If you want to load bulk data into empty table you can write TPT script which invokes FASTLOAD internally and loads the data. Similarly it uses MULTILOAD, TPUMP and of course BTEQ utilities to perform various functions. In TPT for every activity there is an associated operator. Operator is nothing but you can think of role which the component plays. Different operator plays different role.
TPT Operators in Teradata
- BTEQ – DDL Operator
- FASTLOAD – LOAD Operator
- MULTILOAD – UPDATE Operator
- FASTEXPORT – EXPORT Operator
- TPUMP – STREAM Operator
Producer Operator refers to Source eg reading from Data File.
Consumer operator refers to Target eg extracting data into Data File.
Job Steps are execution block of code which applies various operators to producer or consumer.
So let’s start with a simple example where we will read data from a file and load it into target table which is empty now. So before TPT was introduced we used to write FASTLOAD scripts for this scenario. Today we will write TPT script to load the data.

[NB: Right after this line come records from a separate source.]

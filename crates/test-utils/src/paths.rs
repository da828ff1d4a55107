//! Path utilities for locating test data files.
//!
//! Real model output is large and not checked in. Tests that need it look
//! in `TEST_DATA_DIR` and the usual testdata directories, and skip when the
//! file is absent.

use std::path::PathBuf;

/// Returns the workspace root directory.
///
/// This is determined by walking up from the current crate's manifest directory
/// until we find the workspace Cargo.toml.
pub fn workspace_root() -> PathBuf {
    let manifest_dir = env!("CARGO_MANIFEST_DIR");
    PathBuf::from(manifest_dir)
        .parent() // crates/
        .and_then(|p| p.parent()) // workspace root
        .map(|p| p.to_path_buf())
        .unwrap_or_else(|| PathBuf::from(manifest_dir))
}

/// Returns `crates/{crate_name}/testdata/`.
pub fn crate_testdata_dir(crate_name: &str) -> PathBuf {
    workspace_root()
        .join("crates")
        .join(crate_name)
        .join("testdata")
}

/// Searches for a test file in multiple locations.
///
/// This function checks the following locations in order:
/// 1. Environment variable `TEST_DATA_DIR` (if set)
/// 2. `crates/field-processor/testdata/`
/// 3. `testdata/` at the workspace root
/// 4. `data/` at the workspace root (where the CLI looks by default)
pub fn find_test_file(name: &str) -> Option<PathBuf> {
    let mut candidates = Vec::new();

    if let Ok(test_data_dir) = std::env::var("TEST_DATA_DIR") {
        candidates.push(PathBuf::from(test_data_dir).join(name));
    }

    let root = workspace_root();
    candidates.extend([
        crate_testdata_dir("field-processor").join(name),
        root.join("testdata").join(name),
        root.join("data").join(name),
    ]);

    candidates.into_iter().find(|path| path.exists())
}

/// Creates a temporary directory for test output, removed on drop.
pub fn temp_test_dir() -> tempfile::TempDir {
    tempfile::tempdir().expect("Failed to create temporary test directory")
}

/// Creates a temporary directory with a specific prefix.
pub fn temp_test_dir_with_prefix(prefix: &str) -> tempfile::TempDir {
    tempfile::Builder::new()
        .prefix(prefix)
        .tempdir()
        .expect("Failed to create temporary test directory")
}

#[cfg(test)]
mod tests {
    use super::*;

    #[test]
    fn test_workspace_root_is_valid() {
        let root = workspace_root();
        assert!(
            root.join("Cargo.toml").exists(),
            "Workspace root should contain Cargo.toml: {:?}",
            root
        );
    }

    #[test]
    fn test_crate_testdata_dir() {
        let dir = crate_testdata_dir("field-processor");
        assert!(dir.ends_with("crates/field-processor/testdata"));
    }

    #[test]
    fn test_missing_file_not_found() {
        assert!(find_test_file("definitely_not_here_8c1f.npz").is_none());
    }

    #[test]
    fn test_temp_test_dir_with_prefix() {
        let dir = temp_test_dir_with_prefix("ocean_test_");
        assert!(dir.path().exists());
        assert!(dir.path().to_string_lossy().contains("ocean_test_"));
    }
}
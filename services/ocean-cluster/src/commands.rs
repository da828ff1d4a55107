//! One function per subcommand.

use crate::config::OceanClusterConfig;
use crate::output::{FieldMapInfo, OutputWriter};
use analysis::{single_chemical_clustering, timestep_clustering, timewise_clustering, ClusteringReport};
use anyhow::{bail, Context, Result};
use cluster_engine::{elbow_sweep, ElbowPoint};
use field_processor::{
    average_data, load_field, load_field_with_chemicals, load_lons_lats, location_features,
    save_field, spatial_features, spatial_mean_features, timestep_features, OceanField, MATRIX_KEY,
};
use ndarray::{Axis, Dimension};
use ocean_common::{Chemical, ChemicalSelection, LonLatGrid, Timeline};
use renderer::gradient::finite_range;
use renderer::{render_elbow, ChartOptions};
use serde::Serialize;
use std::fs;
use std::path::PathBuf;
use tracing::{info, warn};

fn load_data(config: &OceanClusterConfig) -> Result<OceanField> {
    let data = &config.data;
    let field = match &data.chemicals {
        Some(chemicals) => load_field_with_chemicals(&data.data_path, &data.matrix_key, chemicals.clone()),
        None => load_field(&data.data_path, &data.matrix_key),
    };
    field.with_context(|| format!("Failed to load field from {}", data.data_path.display()))
}

fn load_grid(config: &OceanClusterConfig) -> Result<LonLatGrid> {
    let data = &config.data;
    load_lons_lats(&data.lons_lats_path, &data.lons_lats_key)
        .with_context(|| format!("Failed to load coordinates from {}", data.lons_lats_path.display()))
}

/// The dates file is optional; a missing or unreadable one is logged and
/// skipped.
fn load_dates(config: &OceanClusterConfig) -> Option<Timeline> {
    let path = config.data.dates_path.as_ref()?;
    if !path.exists() {
        return None;
    }
    match Timeline::from_file(path) {
        Ok(timeline) => Some(timeline),
        Err(e) => {
            warn!(path = %path.display(), error = %e, "Ignoring dates file");
            None
        }
    }
}

fn finish<D: Dimension>(config: &OceanClusterConfig, report: ClusteringReport<D>) -> ClusteringReport<D> {
    if config.clustering.sort_by_size && report.n_clusters().is_some() {
        report.sorted_by_size()
    } else {
        report
    }
}

/// Average the field over windows of `delta_t` steps and save it.
///
/// The averaged dates are written next to the archive when a dates file
/// is configured.
pub fn average(
    config: &OceanClusterConfig,
    delta_t: usize,
    selection: &ChemicalSelection,
    out: Option<PathBuf>,
) -> Result<Vec<PathBuf>> {
    let field = load_data(config)?;
    let averaged = average_data(&field, selection, delta_t)?;

    fs::create_dir_all(&config.output.dir)?;
    let path = out.unwrap_or_else(|| config.output.dir.join(format!("av_model_data{}.npz", delta_t)));
    save_field(&path, MATRIX_KEY, &averaged)?;
    let mut written = vec![path];

    if let Some(dates) = load_dates(config) {
        let starts = dates.window_starts(delta_t);
        let dates_path = config.output.dir.join(format!("av_datetimes{}.txt", delta_t));
        fs::write(&dates_path, starts.labels().join("\n") + "\n")?;
        written.push(dates_path);
    }

    if averaged.chemicals() != &Chemical::ALL[..averaged.n_chemicals()] {
        info!(
            chemicals = ?averaged.chemicals(),
            "Averaged field holds a channel subset; set data.chemicals when loading it"
        );
    }
    Ok(written)
}

/// Cluster cells by the history of one chemical.
pub fn spatial(config: &OceanClusterConfig, chemical: Chemical) -> Result<Vec<PathBuf>> {
    let field = load_data(config)?;
    let grid = load_grid(config)?;
    let writer = OutputWriter::new(&config.output)?;

    let report = single_chemical_clustering(&field, chemical, &config.clustering.to_params())?;
    let report = finish(config, report);
    writer.write_spatial(&format!("spatial_{}", chemical.short_name().to_lowercase()), &report, &grid)
}

/// Cluster cells by their chemical make-up at one time step.
pub fn timestep(config: &OceanClusterConfig, index: usize) -> Result<Vec<PathBuf>> {
    let field = load_data(config)?;
    let grid = load_grid(config)?;
    let writer = OutputWriter::new(&config.output)?;

    let report = timestep_clustering(&field, index, &config.clustering.to_params())?;
    let report = finish(config, report);
    writer.write_spatial(&format!("timestep_{}", index), &report, &grid)
}

/// Cluster time steps at one cell, or over the basin mean.
pub fn timewise(
    config: &OceanClusterConfig,
    location: Option<(usize, usize)>,
    selection: &ChemicalSelection,
) -> Result<Vec<PathBuf>> {
    let field = load_data(config)?;
    let writer = OutputWriter::new(&config.output)?;

    let report = timewise_clustering(&field, location, selection, &config.clustering.to_params())?;
    let report = finish(config, report);
    let name = match location {
        Some((lat, lon)) => format!("timewise_{}_{}", lat, lon),
        None => "timewise_mean".to_string(),
    };
    let dates = load_dates(config).filter(|d| d.len() == field.n_times());
    writer.write_temporal(&name, &report, dates.as_ref())
}

/// Concentration map of one chemical at one time step.
///
/// `range` pins the ends of the colour ramp; by default the finite extent
/// of the layer is used.
pub fn map(
    config: &OceanClusterConfig,
    timestep: usize,
    chemical: Chemical,
    range: Option<(f64, f64)>,
) -> Result<Vec<PathBuf>> {
    let field = load_data(config)?;
    let grid = load_grid(config)?;
    let writer = OutputWriter::new(&config.output)?;

    field.timestep(timestep)?;
    let layer = field.series_of(chemical)?.index_axis(Axis(0), timestep).to_owned();
    let range = match range {
        Some((lo, hi)) if lo < hi => (lo, hi),
        Some((lo, hi)) => bail!("empty colour range {}..{}", lo, hi),
        None => finite_range(layer.iter())
            .with_context(|| format!("{} has no ocean cells at time step {}", chemical, timestep))?,
    };

    let info = FieldMapInfo {
        chemical: chemical.short_name().to_string(),
        timestep,
        date: load_dates(config)
            .filter(|d| d.len() == field.n_times())
            .and_then(|d| d.get(timestep))
            .map(|t| t.format("%Y-%m-%d").to_string()),
        range,
        finite_cells: layer.iter().filter(|v| v.is_finite()).count(),
    };
    let name = format!("map_{}_{}", chemical.short_name().to_lowercase(), timestep);
    writer.write_field_map(&name, &layer, &grid, &info)
}

/// What the elbow sweep clusters.
#[derive(Debug, Clone)]
pub enum ElbowTarget {
    /// Cells by the history of one chemical.
    Chemical(Chemical),
    /// Cells by their chemical make-up at one time step.
    Timestep(usize),
    /// Time steps at one cell, or over the basin mean when `location` is
    /// `None`.
    Timewise {
        location: Option<(usize, usize)>,
        selection: ChemicalSelection,
    },
}

impl ElbowTarget {
    fn name(&self) -> String {
        match self {
            ElbowTarget::Chemical(chemical) => format!("elbow_{}", chemical.short_name().to_lowercase()),
            ElbowTarget::Timestep(t) => format!("elbow_timestep_{}", t),
            ElbowTarget::Timewise { location: Some((lat, lon)), .. } => {
                format!("elbow_timewise_{}_{}", lat, lon)
            }
            ElbowTarget::Timewise { location: None, .. } => "elbow_timewise_mean".to_string(),
        }
    }
}

#[derive(Serialize)]
struct ElbowJson<'a> {
    target: String,
    samples: usize,
    points: &'a [ElbowPoint],
}

/// K-means inertia for every k in `k_min..=k_max`.
pub fn elbow(
    config: &OceanClusterConfig,
    target: ElbowTarget,
    k_min: usize,
    k_max: usize,
) -> Result<Vec<PathBuf>> {
    if k_min == 0 || k_max < k_min {
        bail!("invalid k range {}..={}", k_min, k_max);
    }
    let field = load_data(config)?;
    let writer = OutputWriter::new(&config.output)?;

    let name = target.name();
    let features = match &target {
        ElbowTarget::Chemical(chemical) => spatial_features(field.series_of(*chemical)?)?,
        ElbowTarget::Timestep(t) => timestep_features(field.timestep(*t)?)?,
        ElbowTarget::Timewise {
            location: Some((lat, lon)),
            selection,
        } => location_features(&field, *lat, *lon, selection)?,
        ElbowTarget::Timewise { location: None, selection } => spatial_mean_features(&field, selection)?,
    };
    let n_samples = features.n_samples();
    let k_max = k_max.min(n_samples);
    if k_max < k_min {
        bail!("only {} samples, fewer than k_min = {}", n_samples, k_min);
    }

    let ks: Vec<usize> = (k_min..=k_max).collect();
    let points = elbow_sweep(features.records.view(), &ks, &config.clustering.to_params())?;

    let mut written = vec![writer.write_json(
        &name,
        &ElbowJson {
            target: name.clone(),
            samples: n_samples,
            points: &points,
        },
    )?];
    let pairs: Vec<(usize, f64)> = points.iter().map(|p| (p.k, p.inertia)).collect();
    let image = render_elbow(&pairs, &ChartOptions::default())?;
    written.extend(writer.write_png(&name, &image)?);
    Ok(written)
}
//! Common types and utilities shared across the ocean clustering crates.

pub mod bbox;
pub mod chemical;
pub mod error;
pub mod grid;
pub mod time;

pub use bbox::BoundingBox;
pub use chemical::{Chemical, ChemicalSelection};
pub use error::{OceanError, OceanResult};
pub use grid::LonLatGrid;
pub use time::Timeline;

So we have a Data File which we want to load and an Empty Target Table.
Teradata TPT Script to load from file to table
Step 1 : Define FILE Schema and Producer Operator to read files
DEFINE SCHEMA SCHEMA_EMP_NAME ( NAME VARCHAR(50), AGE VARCHAR(2) ); DEFINE OPERATOR op_EMP_NAME TYPE DATACONNECTOR PRODUCER SCHEMA SCHEMA_EMP_NAME ATTRIBUTES ( VARCHAR DirectoryPath= '', VARCHAR FileName = 'NAME.CSV', VARCHAR Format = 'Delimited', VARCHAR OpenMode = 'Read', VARCHAR TextDelimiter ='|' );
Perfect. So we have defined the file schema and it consists of only 2 columns Name & Age. Also we have defined a PRODUCER operator specifying file details like File path, Filename, File Delimiter etc. There are more options available for it however to keep it simple we will check only these few options here.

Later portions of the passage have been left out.